Just when OpenStack appeared to be grabbing the tech blogosphere’s attention with vendor endorsements revealed in conjunction with its Design Summit in San Francisco, Amazon Web Services reminded the cloud computing world of its market share dominance and technological leadership by releasing yet another component to its cloud computing platform. On Thursday, Amazon Web Services announced an online marketplace that allows customers to speedily deploy software from a range of other cloud vendors. Vendors in the AWS Marketplace include 10gen, CA, Canonical, Couchbase, Check Point Software, IBM, Microsoft, SAP AG, and Zend, as well as Drupal, MediaWiki, and WordPress. The AWS Marketplace simplifies access to cloud-based software for customers and thereby promises to offer vendors increased customer awareness of their products. Moreover, customers can benefit from the marketplace’s 1-click technology that simplifies deployment and allows users to try out software for customized trial periods without being confined to 30 or 60 day trial periods that expire and subsequently require expensive subscriptions. Prices vary based on the software vendor although, in the case of open-source software such as WordPress, customers pay only for the additional amount of storage and computing power required of the application.
Key features of the Amazon Web Services marketplace include:
• A centralized collection of software that can be deployed on the Amazon Web Services infrastructure.
• Billing managed by Amazon Web Services for participating software vendors.
• Simplified billing for customers who will now receive one invoice for both hardware and software usage.

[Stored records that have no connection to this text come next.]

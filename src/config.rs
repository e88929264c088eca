//! Application-wide constants and compile-time configuration.
//!
//! All pin assignments, timing parameters and UI defaults live here so
//! they can be tuned in one place.

// Buttons

/// Level changes closer together than this (ms) are contact bounce.
pub const DEBOUNCE_INTERVAL_MS: u32 = 10;

/// A press held at least this long (ms) is reported as a long press.
pub const LONG_PRESS_THRESH_MS: u32 = 1000;

/// Number of physical buttons polled by the firmware.
pub const BUTTON_COUNT: usize = 1;

// Time sync

/// Seconds between successful network time syncs.
pub const TIME_SYNC_INTERVAL_S: i64 = 60;

/// Seconds to wait before retrying a failed sync.
pub const TIME_SYNC_RETRY_S: i64 = 5;

/// Fixed offset of local time from UTC (seconds). No DST handling.
pub const UTC_OFFSET_S: i64 = 2 * 60 * 60;

// Alarms

/// Maximum number of alarms the scheduler can hold.
pub const MAX_ALARMS: usize = 4;

// Audio

/// An alarm signal stops on its own after this long (ms).
pub const AUDIO_DURATION_MS: u32 = 30_000;

/// Half-period of the trigger pulse sent to the sound module (ms).
pub const AUDIO_PULSE_MS: u32 = 50;

// Display

/// Brightness change per tick while fading (brightness units, 0..=1).
pub const DIMMER_ADAPT_SPEED: f32 = 0.005;

/// Inactivity before the backlight fades out when auto-off is enabled (ms).
pub const DISPLAY_AUTO_OFF_TIMEOUT_MS: u32 = 120_000;

/// Capacity of a single text label.
pub const TEXT_CAPACITY: usize = 24;

/// Default UI colours as (r, g, b).
pub const STYLE_BACKGROUND_RGB: (u8, u8, u8) = (81, 45, 168);
pub const STYLE_COLOR_RGB: (u8, u8, u8) = (255, 64, 129);

// Main loop

/// Period of the cooperative polling loop (ms).
pub const TICK_PERIOD_MS: u64 = 10;

// GPIO pin assignments (nRF52840-DK defaults)
//
// These are logical names; actual `embassy_nrf::peripherals::*` types are
// selected in `main.rs`.  Adjust for your custom PCB.
//
//   Primary button  → P0.11
//   Audio trigger   → P0.13
//   Backlight PWM   → P0.14
//   TFT SCK         → P0.19
//   TFT MOSI        → P0.20
//   TFT CS          → P0.21
//   TFT DC          → P0.22
//   TFT RST         → P0.23

/// Native (portrait) geometry of the ST7735 panel. `main.rs` rotates it
/// 90 degrees so the UI sees 160x128.
pub const TFT_WIDTH: u16 = 128;
pub const TFT_HEIGHT: u16 = 160;

// Persisted settings

/// Flash page index where settings storage starts (4 KB per page on nRF52840).
pub const STORAGE_FLASH_PAGE_START: u32 = 240;

/// Number of flash pages reserved for settings storage.
pub const STORAGE_FLASH_PAGE_COUNT: u32 = 2;
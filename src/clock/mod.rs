//! Time keeping - monotonic ticks, wall clock and network sync.
//!
//! ## Components
//!
//! - **Civil time**: [`CivilDateTime`] with epoch conversions.
//! - **Time source**: wall clock plus best-effort periodic network sync,
//!   reporting local time at a fixed UTC offset.
//!
//! The traits below are the seams to the board: whatever keeps the RTC,
//! the millisecond counter and the network connection.

pub mod civil;
pub mod source;

pub use civil::{from_epoch, to_epoch, CivilDateTime, SECONDS_PER_DAY};
pub use source::TimeSource;

/// Free-running millisecond counter. Wraps at `u32::MAX`.
pub trait Monotonic {
    fn now_ms(&self) -> u32;
}

/// Real-time clock reporting UTC.
pub trait WallClock {
    fn utc_now(&self) -> CivilDateTime;
}

/// Network connection able to set the wall clock.
pub trait Network {
    type Error;

    fn is_connected(&self) -> bool;

    /// Blocking time fetch (e.g. SNTP) that updates the wall clock.
    fn sync_time(&mut self) -> Result<(), Self::Error>;
}

/// Signed difference `later - earlier` of two wrapping tick counts.
///
/// Correct as long as the real distance is below `i32::MAX` ms.
pub fn ticks_diff(later: u32, earlier: u32) -> i32 {
    later.wrapping_sub(earlier) as i32
}

/// Milliseconds from `earlier` to `now`, assuming `now` is not before
/// `earlier`. Correct across one wrap of the counter (about 49.7 days).
pub fn ticks_since(now: u32, earlier: u32) -> u32 {
    now.wrapping_sub(earlier)
}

The marketplace aptly illustrates Amazon Web Services’s intention to morph into a one stop shopping ground for cloud computing. The AWS Marketplace promises to vault the Seattle-based cloud startup turned behemoth into the de facto initial point of contact for customers seeking to deploy or develop cloud-based software because of its streamlined access to an ecosystem of software products. One critical metric of the marketplace’s success will be how many other cloud and big data vendors make their software available within the AWS Marketplace. PaaS vendors, in particular, may elect to offer their products within the AWS marketplace in an effort to solicit the attention of customers with a combination of IaaS and PaaS cloud computing needs. If this week’s Splunk IPO was any indication, Big data may also become a notable category of vendors for the AWS Marketplace as Big Data appears to have finally arrived in the eyes of investors and tech journalists at large.